**What is needed:** Determine which lines of the records include the word "registry", and copy them.

━━ Data shown ━━

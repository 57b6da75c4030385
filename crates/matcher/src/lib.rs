//! # Visage Matcher (`matcher`)
//!
//! ## Purpose
//!
//! `matcher` sits between the embedding index (`index`) and the person record
//! store (`registry`). It turns a probe embedding into thresholded, ranked
//! candidates and then maps those candidates onto stored records.
//!
//! ## Core Types
//!
//! - [`SimilaritySearch`]: normalizes the probe, queries the index and keeps
//!   candidates whose cosine similarity clears a [`Threshold`].
//! - [`IdentityResolver`]: walks candidates in rank order and returns the
//!   first one that maps to a record in a [`registry::RecordStore`].
//! - [`Resolution`]: `Matched`, `NoCandidates`, or `Drift` when candidates
//!   exist but none of them has a record.
//!
//! ## Example Usage
//!
//! ```
//! use std::sync::Arc;
//! use index::{BackendConfig, EmbeddingIndex, IndexConfig};
//! use matcher::{IdentityResolver, Resolution, ResolverConfig, SearchConfig, SimilaritySearch, Threshold};
//! use registry::{InMemoryRecordStore, PersonAttributes, PersonRecord, RecordStore};
//! use serde_json::json;
//!
//! let index = EmbeddingIndex::open(
//!     IndexConfig::new()
//!         .with_dimension(3)
//!         .with_backend(BackendConfig::in_memory()),
//! )
//! .unwrap();
//! index.insert("p-1", &[1.0, 0.0, 0.0], json!({})).unwrap();
//!
//! let store = Arc::new(InMemoryRecordStore::new());
//! store
//!     .create(PersonRecord::new("p-1", PersonAttributes::new("Ada", 36, "female", "GB")))
//!     .unwrap();
//!
//! let search = SimilaritySearch::new(Arc::new(index), SearchConfig::default()).unwrap();
//! let resolver = IdentityResolver::new(store, ResolverConfig::default());
//!
//! let candidates = search.search(&[0.9, 0.1, 0.0], Threshold::new(0.7).unwrap()).unwrap();
//! match resolver.resolve(&candidates).unwrap() {
//!     Resolution::Matched { record, similarity, .. } => {
//!         assert_eq!(record.name, "Ada");
//!         assert!(similarity > 0.99);
//!     }
//!     other => panic!("expected a match, got {other:?}"),
//! }
//! ```
//!
//! ## Observability
//!
//! Drift is logged at `warn` on the `visage::drift` target. Pass a
//! [`ResolveMetrics`] implementation to [`IdentityResolver::with_metrics`] to
//! count resolutions and drift.

pub mod metrics;
mod resolver;
mod search;
pub mod types;

pub use crate::metrics::ResolveMetrics;
pub use crate::resolver::IdentityResolver;
pub use crate::search::SimilaritySearch;
pub use crate::types::{
    Candidate, LookupTier, MatchError, Resolution, ResolverConfig, SearchConfig, Threshold,
};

━━━

**Output for this exercise:**
//! store (`registry`). It turns a probe embedding into thresholded, ranked
//!   first one that maps to a record in a [`registry::RecordStore`].
//! use registry::{InMemoryRecordStore, PersonAttributes, PersonRecord, RecordStore};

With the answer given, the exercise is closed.